Search the data below for the string "against". Extract every line that contains it.

►

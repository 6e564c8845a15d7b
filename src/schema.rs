use rmcp::model::JsonObject;
use rmcp::schemars::{self, JsonSchema, generate::SchemaSettings};
use std::sync::Arc;

/// Generate an inline JSON schema for an MCP tool's parameters.
///
/// Subschemas are inlined instead of referenced through `$defs`, so enum
/// parameters such as the output format show up as plain string enums.
pub fn inline_schema_for_type<T: JsonSchema>() -> Arc<JsonObject> {
    let mut settings = SchemaSettings::draft07();
    settings.transforms = vec![Box::new(schemars::transform::AddNullable::default())];
    settings.inline_subschemas = true;

    let schema = settings.into_generator().into_root_schema_for::<T>();
    match serde_json::to_value(schema) {
        Ok(serde_json::Value::Object(object)) => Arc::new(object),
        Ok(other) => {
            tracing::warn!(
                "Schema for {} is not an object: {}",
                std::any::type_name::<T>(),
                other
            );
            Arc::new(JsonObject::new())
        }
        Err(e) => {
            tracing::warn!(
                "Failed to serialize schema for {}: {}",
                std::any::type_name::<T>(),
                e
            );
            Arc::new(JsonObject::new())
        }
    }
}
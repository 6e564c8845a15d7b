//! Search handler for the loaded catalog.

use crate::format::{DisplayRecord, render_text};
use crate::worker::{CatalogState, CatalogStatus};
use rmcp::schemars;
use serde::{Deserialize, Serialize};
use std::sync::Arc;

/// Output format for search results.
///
/// DO NOT add doc comments to individual variants - this causes schemars to generate
/// `oneOf` schemas instead of simple `enum` arrays, breaking MCP client enum handling.
#[derive(
    Debug, Default, Clone, Copy, PartialEq, Eq, Serialize, Deserialize, schemars::JsonSchema,
)]
#[serde(rename_all = "lowercase")]
pub enum OutputFormat {
    #[default]
    Text,
    Json,
}

#[derive(Debug, Deserialize, schemars::JsonSchema)]
pub struct SearchRequest {
    /// Search terms separated by spaces. Prefix a term with `#` for instance
    /// methods, `.` for class methods, constructors and macros, or use `::`
    /// to match namespace segments (e.g. `HTTP::Client`, `Client:`).
    pub query: String,
    /// Maximum number of results to return (default: all displayed results)
    #[serde(default)]
    pub limit: Option<usize>,
    /// Output format: text (default) or json
    #[serde(default)]
    pub format: OutputFormat,
}

/// Run a search, waiting for an in-flight catalog load if there is one.
pub async fn handle_search(
    state: &Arc<CatalogState>,
    request: SearchRequest,
) -> Result<String, String> {
    if let CatalogStatus::Empty = state.status() {
        return Err("No catalog loaded.\n\n\
             Use load_catalog with the path to an index.json or search-index.js file."
            .to_string());
    }

    let mut records = state
        .search_when_ready(&request.query)
        .await
        .map_err(|e| e.to_string())?;
    let total = records.len();
    if let Some(limit) = request.limit {
        records.truncate(limit);
    }

    match request.format {
        OutputFormat::Json => serde_json::to_string_pretty(&records)
            .map_err(|e| format!("Failed to serialize results: {}", e)),
        OutputFormat::Text => Ok(format_search_results(&records, total, &request.query)),
    }
}

fn format_search_results(records: &[DisplayRecord], total: usize, query: &str) -> String {
    if records.is_empty() {
        let mut msg = format!("No results found for '{}'.\n\n", query);
        msg.push_str("Search tips:\n");
        msg.push_str("• Terms match names, argument names, and documentation text\n");
        msg.push_str("• Use '#name' for instance methods and '.name' for class methods\n");
        msg.push_str("• Use 'Outer::Inner' or 'Inner:' to match namespace segments\n");
        return msg;
    }

    let mut output = if records.len() < total {
        format!(
            "Search results for '{}' ({} of {}):\n\n",
            query,
            records.len(),
            total
        )
    } else {
        format!("Search results for '{}':\n\n", query)
    };
    output.push_str(&render_text(records));
    output
}
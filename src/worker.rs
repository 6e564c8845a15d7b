//! Shared catalog state and background loading.
//!
//! A server starts before its catalog is available. [`CatalogState`] tracks
//! the load lifecycle so that callers can tell "not loaded yet" apart from
//! "no matches", and can wait for an in-flight load instead of failing.

use crate::catalog::{CatalogStats, load_catalog};
use crate::config::SearchConfig;
use crate::engine::SearchEngine;
use crate::error::{Result, SearchError};
use crate::format::DisplayRecord;
use anyhow::Context as _;
use std::path::{Path, PathBuf};
use std::sync::Arc;
use std::sync::atomic::{AtomicU64, Ordering};
use tokio::sync::watch;

/// Where the catalog is in its load lifecycle.
#[derive(Debug, Clone)]
pub enum CatalogStatus {
    /// Nothing has been requested yet.
    Empty,
    Loading { path: PathBuf },
    Ready {
        path: PathBuf,
        engine: Arc<SearchEngine>,
    },
    Failed { path: PathBuf, error: String },
}

impl CatalogStatus {
    fn is_settled(&self) -> bool {
        matches!(self, Self::Ready { .. } | Self::Failed { .. })
    }

    fn engine(&self) -> std::result::Result<Arc<SearchEngine>, SearchError> {
        match self {
            Self::Ready { engine, .. } => Ok(engine.clone()),
            Self::Failed { error, .. } => Err(SearchError::LoadFailed(error.clone())),
            Self::Empty | Self::Loading { .. } => Err(SearchError::NotReady),
        }
    }
}

/// Holder of the current search engine, shared between tool handlers.
#[derive(Debug)]
pub struct CatalogState {
    config: SearchConfig,
    status: watch::Sender<CatalogStatus>,
    /// Bumped by every load; only the latest load may settle the status.
    generation: AtomicU64,
}

impl CatalogState {
    pub fn new(config: SearchConfig) -> Self {
        let (status, _) = watch::channel(CatalogStatus::Empty);
        Self {
            config,
            status,
            generation: AtomicU64::new(0),
        }
    }

    pub fn config(&self) -> &SearchConfig {
        &self.config
    }

    /// Snapshot of the current load status.
    pub fn status(&self) -> CatalogStatus {
        self.status.borrow().clone()
    }

    /// The loaded engine, or why there is none.
    pub fn engine(&self) -> std::result::Result<Arc<SearchEngine>, SearchError> {
        self.status.borrow().engine()
    }

    /// Search the loaded catalog without waiting.
    ///
    /// Returns [`SearchError::NotReady`] while no catalog is loaded, which is
    /// distinct from an empty result.
    pub fn search(&self, raw: &str) -> std::result::Result<Vec<DisplayRecord>, SearchError> {
        Ok(self.engine()?.search(raw))
    }

    /// Search once the current load settles.
    ///
    /// Waits for an in-flight (or future) load to finish. If no load is ever
    /// started this does not return, so callers that cannot wait indefinitely
    /// should check [`status`](Self::status) first.
    pub async fn search_when_ready(
        &self,
        raw: &str,
    ) -> std::result::Result<Vec<DisplayRecord>, SearchError> {
        let mut rx = self.status.subscribe();
        let engine = rx
            .wait_for(CatalogStatus::is_settled)
            .await
            .map_err(|_| SearchError::NotReady)?
            .engine()?;
        Ok(engine.search(raw))
    }

    /// Load a catalog file and make it the searched catalog.
    ///
    /// Parsing runs on the blocking pool. Searches issued meanwhile report
    /// not-ready or wait, depending on the method used. When loads overlap,
    /// the most recently started one decides the status.
    pub async fn load(&self, path: impl AsRef<Path>) -> Result<CatalogStats> {
        let path = path.as_ref().to_path_buf();
        let generation = self.begin_load(&path);
        tracing::debug!("Loading catalog from {} (load {})", path.display(), generation);

        let task_path = path.clone();
        let loaded = tokio::task::spawn_blocking(move || load_catalog(&task_path))
            .await
            .context("Catalog load task failed")
            .and_then(|result| result.map_err(anyhow::Error::from));

        match loaded {
            Ok(catalog) => {
                let stats = catalog.stats();
                let engine = SearchEngine::new(Arc::new(catalog), &self.config);
                self.settle(
                    generation,
                    CatalogStatus::Ready {
                        path,
                        engine: Arc::new(engine),
                    },
                );
                Ok(stats)
            }
            Err(e) => {
                self.settle(
                    generation,
                    CatalogStatus::Failed {
                        path: path.clone(),
                        error: format!("{:#}", e),
                    },
                );
                Err(e).with_context(|| format!("Failed to load catalog {}", path.display()))
            }
        }
    }

    fn begin_load(&self, path: &Path) -> u64 {
        let mut generation = 0;
        self.status.send_modify(|status| {
            generation = self.generation.fetch_add(1, Ordering::SeqCst) + 1;
            *status = CatalogStatus::Loading {
                path: path.to_path_buf(),
            };
        });
        generation
    }

    /// Publish the outcome of load `generation` unless a newer load has started.
    fn settle(&self, generation: u64, outcome: CatalogStatus) -> bool {
        let published = self.status.send_if_modified(|status| {
            if self.generation.load(Ordering::SeqCst) != generation {
                return false;
            }
            *status = outcome;
            true
        });
        if !published {
            tracing::debug!("Discarding outcome of superseded load {}", generation);
        }
        published
    }
}

/// Start loading a catalog in the background.
///
/// Failures are logged and recorded in the state; the returned handle can be
/// awaited but need not be.
pub fn spawn_catalog_load(state: Arc<CatalogState>, path: PathBuf) -> tokio::task::JoinHandle<()> {
    tokio::spawn(async move {
        match state.load(&path).await {
            Ok(stats) => tracing::info!(
                "Background load of {} finished ({} types)",
                path.display(),
                stats.types
            ),
            Err(e) => tracing::warn!("Background catalog load failed: {:#}", e),
        }
    })
}
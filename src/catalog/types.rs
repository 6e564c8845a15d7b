//! Serde model of a documentation catalog.
//!
//! The catalog is a tree rooted at the program type. Types own their methods
//! (split by kind), constants and nested types. Collections keep the order in
//! which the documentation generator emitted them.

use serde::{Deserialize, Deserializer, Serialize};

/// Namespace delimiter used in fully qualified names.
pub const NAMESPACE_DELIMITER: &str = "::";

/// Treats an explicit `null` the same as a missing key.
fn nullable<'de, D, T>(deserializer: D) -> Result<T, D::Error>
where
    D: Deserializer<'de>,
    T: Default + Deserialize<'de>,
{
    Option::<T>::deserialize(deserializer).map(Option::unwrap_or_default)
}

/// A complete documentation catalog.
#[derive(Debug, Clone, Default, Serialize, Deserialize)]
pub struct Catalog {
    #[serde(default, deserialize_with = "nullable")]
    pub repository_name: String,
    /// Root of the entity tree (the top-level namespace).
    pub program: TypeEntry,
}

/// A documented type or namespace.
#[derive(Debug, Clone, Default, Serialize, Deserialize)]
pub struct TypeEntry {
    #[serde(default, deserialize_with = "nullable")]
    pub html_id: String,
    /// Location of the type's page, relative to the documentation root.
    #[serde(default, deserialize_with = "nullable")]
    pub path: String,
    /// Declaration kind as reported by the generator (class, struct, module, ...).
    #[serde(default, deserialize_with = "nullable")]
    pub kind: String,
    pub full_name: String,
    #[serde(default, deserialize_with = "nullable")]
    pub name: String,
    #[serde(default)]
    pub doc: Option<String>,
    #[serde(default)]
    pub summary: Option<String>,
    #[serde(default, deserialize_with = "nullable")]
    pub instance_methods: Vec<MethodEntry>,
    #[serde(default, deserialize_with = "nullable")]
    pub class_methods: Vec<MethodEntry>,
    #[serde(default, deserialize_with = "nullable")]
    pub constructors: Vec<MethodEntry>,
    #[serde(default, deserialize_with = "nullable")]
    pub macros: Vec<MethodEntry>,
    #[serde(default, deserialize_with = "nullable")]
    pub constants: Vec<ConstantEntry>,
    #[serde(default, deserialize_with = "nullable")]
    pub types: Vec<TypeEntry>,
}

impl TypeEntry {
    /// The last segment of the fully qualified name.
    ///
    /// A delimiter at position 0 is not treated as a separator, so `::Foo`
    /// stays `::Foo`.
    pub fn display_name(&self) -> &str {
        match self.full_name.rfind(NAMESPACE_DELIMITER) {
            Some(i) if i > 0 => &self.full_name[i + NAMESPACE_DELIMITER.len()..],
            _ => &self.full_name,
        }
    }

    /// Iterate over this type and all nested types, depth first in authored order.
    pub fn walk_types(&self) -> Box<dyn Iterator<Item = &TypeEntry> + '_> {
        Box::new(std::iter::once(self).chain(self.types.iter().flat_map(TypeEntry::walk_types)))
    }

    fn method_count(&self) -> usize {
        self.instance_methods.len()
            + self.class_methods.len()
            + self.constructors.len()
            + self.macros.len()
    }
}

/// A documented method, constructor or macro.
#[derive(Debug, Clone, Default, Serialize, Deserialize)]
pub struct MethodEntry {
    #[serde(default, deserialize_with = "nullable")]
    pub html_id: String,
    pub name: String,
    #[serde(default)]
    pub doc: Option<String>,
    #[serde(default)]
    pub summary: Option<String>,
    #[serde(default, deserialize_with = "nullable")]
    pub args: Vec<Argument>,
    /// Pre-rendered argument list, e.g. `(key : K, value : V)`.
    #[serde(default)]
    pub args_string: Option<String>,
}

/// A single method argument.
#[derive(Debug, Clone, Default, Serialize, Deserialize)]
pub struct Argument {
    #[serde(default, deserialize_with = "nullable")]
    pub name: String,
    /// Name used at call sites; this is the field queries match against.
    #[serde(default, deserialize_with = "nullable")]
    pub external_name: String,
    #[serde(default)]
    pub restriction: Option<String>,
}

/// A documented constant.
#[derive(Debug, Clone, Default, Serialize, Deserialize)]
pub struct ConstantEntry {
    #[serde(default, deserialize_with = "nullable")]
    pub id: String,
    pub name: String,
    #[serde(default)]
    pub value: Option<String>,
    #[serde(default)]
    pub doc: Option<String>,
    #[serde(default)]
    pub summary: Option<String>,
}

/// Entity counts for a loaded catalog.
#[derive(Debug, Clone, Copy, Default, PartialEq, Eq, Serialize)]
pub struct CatalogStats {
    pub types: usize,
    pub methods: usize,
    pub constants: usize,
}

impl Catalog {
    /// Count the entities reachable from the program root.
    pub fn stats(&self) -> CatalogStats {
        self.program
            .walk_types()
            .fold(CatalogStats::default(), |mut stats, ty| {
                stats.types += 1;
                stats.methods += ty.method_count();
                stats.constants += ty.constants.len();
                stats
            })
    }
}

#[cfg(test)]
mod tests {
    use super::*;
    use assert2::check;
    use rstest::rstest;

    fn named(full_name: &str) -> TypeEntry {
        TypeEntry {
            full_name: full_name.to_string(),
            ..TypeEntry::default()
        }
    }

    #[rstest]
    #[case("Array", "Array")]
    #[case("HTTP::Server", "Server")]
    #[case("A::B::C", "C")]
    #[case("::Foo", "::Foo")]
    #[case("Top Level Namespace", "Top Level Namespace")]
    fn display_name_is_last_segment(#[case] full_name: &str, #[case] expected: &str) {
        check!(named(full_name).display_name() == expected);
    }

    #[test]
    fn deserializes_nulls_and_missing_collections() {
        let json = r#"{
            "program": {
                "full_name": "Top Level Namespace",
                "path": "toplevel.html",
                "instance_methods": null,
                "types": [
                    {
                        "full_name": "Foo",
                        "kind": "class",
                        "doc": null,
                        "class_methods": [
                            {"name": "new", "args": [{"name": "x", "external_name": "x"}]}
                        ],
                        "constants": [{"id": "BAR", "name": "BAR", "value": "1"}]
                    }
                ],
                "unknown_key": 42
            }
        }"#;

        let catalog: Catalog = serde_json::from_str(json).unwrap();
        check!(catalog.program.instance_methods.is_empty());
        check!(catalog.program.types.len() == 1);

        let foo = &catalog.program.types[0];
        check!(foo.doc.is_none());
        check!(foo.class_methods[0].args[0].external_name == "x");
        check!(foo.class_methods[0].args_string.is_none());
        check!(foo.constants[0].value.as_deref() == Some("1"));
    }

    #[test]
    fn stats_count_the_whole_tree() {
        let mut root = named("Top Level Namespace");
        let mut outer = named("Outer");
        outer.instance_methods.push(MethodEntry {
            name: "each".into(),
            ..MethodEntry::default()
        });
        outer.macros.push(MethodEntry {
            name: "record".into(),
            ..MethodEntry::default()
        });
        let mut inner = named("Outer::Inner");
        inner.constants.push(ConstantEntry {
            name: "MAX".into(),
            ..ConstantEntry::default()
        });
        outer.types.push(inner);
        root.types.push(outer);

        let catalog = Catalog {
            repository_name: String::new(),
            program: root,
        };

        check!(
            catalog.stats()
                == CatalogStats {
                    types: 3,
                    methods: 2,
                    constants: 1
                }
        );
    }
}
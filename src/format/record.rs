//! Display-ready search records.

use crate::search::HitKind;
use serde::Serialize;
use std::fmt::{self, Write as _};

/// One formatted search result.
///
/// Highlighted fields contain `<mark>` spans around query terms. The summary
/// has been sanitized so the only markup besides highlights is `<code>`.
#[derive(Debug, Clone, PartialEq, Eq, Serialize)]
pub struct DisplayRecord {
    pub kind: HitKind,
    /// Scope prefix (`#` or `.`) shown before the title.
    #[serde(skip_serializing_if = "Option::is_none")]
    pub prefix: Option<&'static str>,
    /// Highlighted member name, or highlighted full name for types.
    pub title: String,
    /// Highlighted argument string, when the entity has one.
    #[serde(skip_serializing_if = "Option::is_none")]
    pub args: Option<String>,
    /// Highlighted full name of the owning type; absent for type records.
    #[serde(skip_serializing_if = "Option::is_none")]
    pub owner: Option<String>,
    #[serde(skip_serializing_if = "Option::is_none")]
    pub summary: Option<String>,
    /// Navigable address: resolved base path plus stored link.
    pub url: String,
    pub full_name: String,
    #[serde(skip_serializing_if = "Option::is_none")]
    pub type_kind: Option<String>,
    #[serde(skip_serializing_if = "Option::is_none")]
    pub value: Option<String>,
}

impl DisplayRecord {
    /// Title markup as rendered in a documentation page's result list:
    /// `<strong><b>#</b>name</strong><span class="args">(...)</span>`.
    pub fn title_html(&self) -> String {
        let mut html = String::from("<strong>");
        if let Some(prefix) = self.prefix {
            html.push_str("<b>");
            html.push_str(prefix);
            html.push_str("</b>");
        }
        html.push_str(&self.title);
        html.push_str("</strong>");
        if let Some(args) = &self.args {
            html.push_str("<span class=\"args\">");
            html.push_str(args);
            html.push_str("</span>");
        }
        html
    }

    /// Hover text for the result link.
    pub fn link_title(&self) -> String {
        format!("{} docs page", self.full_name)
    }

    /// Plain-text rendering with all markup removed, for terminals and tool output.
    pub fn write_text(&self, out: &mut String) -> fmt::Result {
        write!(out, "{}", self.prefix.unwrap_or(""))?;
        write!(out, "{}", strip_markup(&self.title))?;
        if let Some(args) = &self.args {
            write!(out, "{}", strip_markup(args))?;
        }
        match (&self.type_kind, &self.value) {
            (Some(kind), _) => write!(out, " ({kind})")?,
            (None, Some(value)) => write!(out, " = {value}")?,
            (None, None) => {}
        }
        writeln!(out)?;

        if let Some(owner) = &self.owner {
            writeln!(out, "   in {}", strip_markup(owner))?;
        }
        if let Some(summary) = &self.summary {
            let summary = strip_markup(summary);
            if !summary.trim().is_empty() {
                writeln!(out, "   {}", summary.trim())?;
            }
        }
        writeln!(out, "   {}", self.url)
    }
}

impl fmt::Display for DisplayRecord {
    fn fmt(&self, f: &mut fmt::Formatter<'_>) -> fmt::Result {
        let mut text = String::new();
        self.write_text(&mut text)?;
        f.write_str(text.trim_end())
    }
}

/// Drop every markup tag, keeping only text.
fn strip_markup(html: &str) -> String {
    let mut out = String::with_capacity(html.len());
    let mut in_tag = false;
    for ch in html.chars() {
        match ch {
            '<' => in_tag = true,
            '>' if in_tag => in_tag = false,
            _ if !in_tag => out.push(ch),
            _ => {}
        }
    }
    out
}
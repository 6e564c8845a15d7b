//! MCP server exposing catalog search as tools.

use crate::config::SearchConfig;
use crate::schema::inline_schema_for_type;
use crate::tools::{
    LoadCatalogRequest, SearchRequest, handle_catalog_info, handle_load_catalog, handle_search,
};
use crate::worker::CatalogState;
use rmcp::{
    ServerHandler,
    handler::server::{router::tool::ToolRouter, wrapper::Parameters},
    model::*,
    tool, tool_handler, tool_router,
};
use std::sync::Arc;

/// MCP server for documentation catalog queries
#[derive(Clone)]
pub struct CatalogServer {
    /// Shared catalog state (load status and search engine)
    state: Arc<CatalogState>,

    /// Tool router for handling MCP tool calls
    tool_router: ToolRouter<Self>,
}

impl std::fmt::Debug for CatalogServer {
    fn fmt(&self, f: &mut std::fmt::Formatter<'_>) -> std::fmt::Result {
        f.debug_struct("CatalogServer")
            .field("state", &self.state)
            .finish()
    }
}

#[tool_router]
impl CatalogServer {
    /// Create a server with no catalog loaded.
    pub fn new(config: SearchConfig) -> Self {
        Self::with_state(Arc::new(CatalogState::new(config)))
    }

    /// Create a server around existing state, e.g. one with a load already in flight.
    pub fn with_state(state: Arc<CatalogState>) -> Self {
        Self {
            state,
            tool_router: Self::tool_router(),
        }
    }

    pub fn catalog_state(&self) -> &Arc<CatalogState> {
        &self.state
    }

    #[tool(
        description = "Load a documentation catalog (index.json, or the search-index.js script form) and make it the catalog that search queries run against. Replaces any previously loaded catalog."
    )]
    async fn load_catalog(
        &self,
        Parameters(request): Parameters<LoadCatalogRequest>,
    ) -> std::result::Result<String, String> {
        handle_load_catalog(&self.state, request).await
    }

    #[tool(
        description = "Search the loaded catalog for types, methods, constructors, macros and constants. An entity is returned when any space-separated term matches its name, a namespace segment, an argument name or its owner's documentation. Results are ranked with types first, then by where the terms appear in names, then by how many distinct terms matched.",
        input_schema = inline_schema_for_type::<SearchRequest>()
    )]
    async fn search(
        &self,
        Parameters(request): Parameters<SearchRequest>,
    ) -> std::result::Result<String, String> {
        handle_search(&self.state, request).await
    }

    #[tool(description = "Show which catalog is loaded, its load status and entity counts.")]
    async fn catalog_info(&self) -> std::result::Result<String, String> {
        Ok(handle_catalog_info(&self.state))
    }
}

#[tool_handler]
impl ServerHandler for CatalogServer {
    fn get_info(&self) -> ServerInfo {
        ServerInfo::new(ServerCapabilities::builder().enable_tools().build())
            .with_protocol_version(ProtocolVersion::V_2024_11_05)
            .with_server_info(Implementation::from_build_env())
            .with_instructions(
                "catalog-search: ranked search over a generated documentation catalog. \
                 Use load_catalog with an index.json path unless one was given at startup, \
                 then search with terms such as 'map', '#each', '.new' or 'HTTP::Client'."
                    .to_string(),
            )
    }
}
pub mod catalog_info;
pub mod load_catalog;
pub mod search;

pub use catalog_info::*;
pub use load_catalog::*;
pub use search::*;
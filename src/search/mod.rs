//! Query matching and ranking over a documentation catalog.
//!
//! A search runs in three steps: [`Query::parse`] splits and normalizes the
//! input, [`collect_hits`] walks the catalog tree applying the query's
//! predicates, and [`rank_hits`] orders the hits and drops weak ones.

pub(crate) mod hit;
pub(crate) mod normalize;
pub(crate) mod query;
pub(crate) mod ranking;
pub(crate) mod walker;

pub use hit::{Hit, HitKind, MatchedField};
pub use normalize::{SCOPE_MODIFIERS, normalize, strip_leading_modifier};
pub use query::{HIGHLIGHT_CLOSE, HIGHLIGHT_OPEN, Query};
pub use ranking::rank_hits;
pub use walker::collect_hits;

◄

• [Written answer]
    /// Name used at call sites; this is the field queries match against.
        description = "Load a documentation catalog (index.json, or the search-index.js script form) and make it the catalog that search queries run against. Replaces any previously loaded catalog."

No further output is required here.